Il y a lieu de rappeler que l’Etat intervient, durant les années de sécheresse, pour la maîtrise des prix des fourrages grossiers via une subvention des prix des balles de luzerne (100 millimes/Kg) et l’exonération de ce fourrage des impôts et des taxes douanières et aussi de la taxe sur la valeur ajoutée (TVA).

Le responsable a indiqué que les agriculteurs sont, actuellement, approvisionnés en orge subventionné (380 millimes/Kg), précisant que cette subvention sera réduite en janvier 2015 et que le prix de l’orge subventionné atteindra, par conséquent, 420 millimes. Pour la saison 2013-2014, les superficies fourragères pour l’automne sont estimées à 302 mille hectares, dont 67 hectares sont réservés à la production des fourrages verts.

Davantage de solutions pour promouvoir le secteur fourrager

Depuis 1990, une stratégie nationale pour la promotion des pâturages qui contribuent entre 25 et 30% de l’alimentation animale, a démarré dans l’ultime but de porter à 1 million d’hectares les superficies pastorales. Des pistes sont explorées, dans ce cadre, par le ministère de l’agriculture pour développer le potentiel fourrager, dont le traitement du foin par l’urée (accordé par l’Etat gratuitement), la valorisation du grignon d’olive et des dattes déclassées sous forme de balles de fourrages.

Le directeur du développement des ressources fourragères à l’OEP a conclu que cette structure doit intensifier les efforts en vue de valoriser les déchets agricoles industriels et les utiliser pour l’alimentation du bétail, tout en veillant à associer les structures professionnelles concernées à ces actions.

Lien étroit entre bon rendement et qualité des fourrages

La filière de l’élevage, qui assure 35% de la production agricole en Tunisie et constitue une source de vie pour des milliers d’éleveurs, fait face, actuellement, à plusieurs défis.
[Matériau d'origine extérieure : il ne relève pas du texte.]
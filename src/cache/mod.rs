//! 叙述缓存模块：按请求指纹缓存叙述结果，并合并并发的相同请求。
//!
//! # Narrative Cache Module
//!
//! Each unique `(decision, probability, top features)` combination is sent to the
//! narrative backend at most once at a time, and never again after it succeeds.
//!
//! ## Key Components
//!
//! | Component | Description |
//! |-----------|-------------|
//! | [`NarrativeCache`] | Cache service: completed store + single-flight in-flight map |
//! | [`RequestFingerprint`] | Normalized request key (SHA-256 of the canonical inputs) |
//! | [`FingerprintGenerator`] | Key derivation with configurable probability precision |
//! | [`CacheStats`] | Hit / coalesce / fetch / failure counters |
//!
//! ## Lookup order
//!
//! 1. Completed narrative for the fingerprint: returned without a backend call.
//! 2. In-flight attempt for the fingerprint: awaited. If it fails, the waiter looks up
//!    again once (joining a newer attempt or starting its own).
//! 3. Otherwise a new attempt is started on a detached task and registered.
//!
//! Failures are never cached. Completed narratives are never overwritten or evicted.
//!
//! ## Example
//!
//! ```rust,no_run
//! use credit_explain::cache::NarrativeCache;
//! use credit_explain::transport::{HttpTransport, TransportConfig};
//! use credit_explain::types::{Decision, FeatureContext, FeatureValue, ShapFeature};
//! use std::sync::Arc;
//!
//! # async fn run() -> credit_explain::Result<()> {
//! let backend = Arc::new(HttpTransport::new(&TransportConfig::from_env())?);
//! let cache = NarrativeCache::new(backend);
//!
//! let top = vec![ShapFeature::new("credit_history", FeatureValue::from("critical"), 0.41)];
//! let narrative = cache
//!     .get_narrative(Decision::Rejected, 0.732, &top, &FeatureContext::new())
//!     .await?;
//! println!("{}", narrative.narrative);
//! # Ok(())
//! # }
//! ```

mod key;
mod manager;
mod store;

pub use key::{FingerprintGenerator, RequestFingerprint, DEFAULT_PROBABILITY_PRECISION};
pub use manager::{CacheStats, NarrativeCache};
Il s’agit surtout d’améliorer la qualité des fourrages dont la valeur nutritive demeure faible pour le bétail, ce qui joue certainement sur le rendement et la qualité de production de la viande rouge ou du lait. Déjà, une étude élaborée par deux ingénieurs de l’UTAP (Union tunisienne de l’agriculture et de la pêche), Mnawer Sghair et Bassem Mouelhi, a montré que l’utilisation excessive de fourrages à faible valeur nutritive, tels que la paille, le son de blé (seddari) et le foin entraîne une sous-exploitation du patrimoine génétique des races pures de génisses par exemple (moins de 3750 Kg par génisse par an).

L’utilisation excessive de ce type de fourrages provoque, également, la baisse de la fertilité du troupeau et d’autres problèmes de santé et entraîne aussi une hausse du coût de production. Selon la même étude, la filière de l’élevage fait également face à une baisse de la production des fourrages verts et l’utilisation excessive des fourrage composés avec des quantités variant entre 300 à 400 kg par vache par an.

Un kilogramme de fourrages composé produit environ 1,6 litre de lait alors qu’un kilogramme d’urée produit 2,8 litres de lait.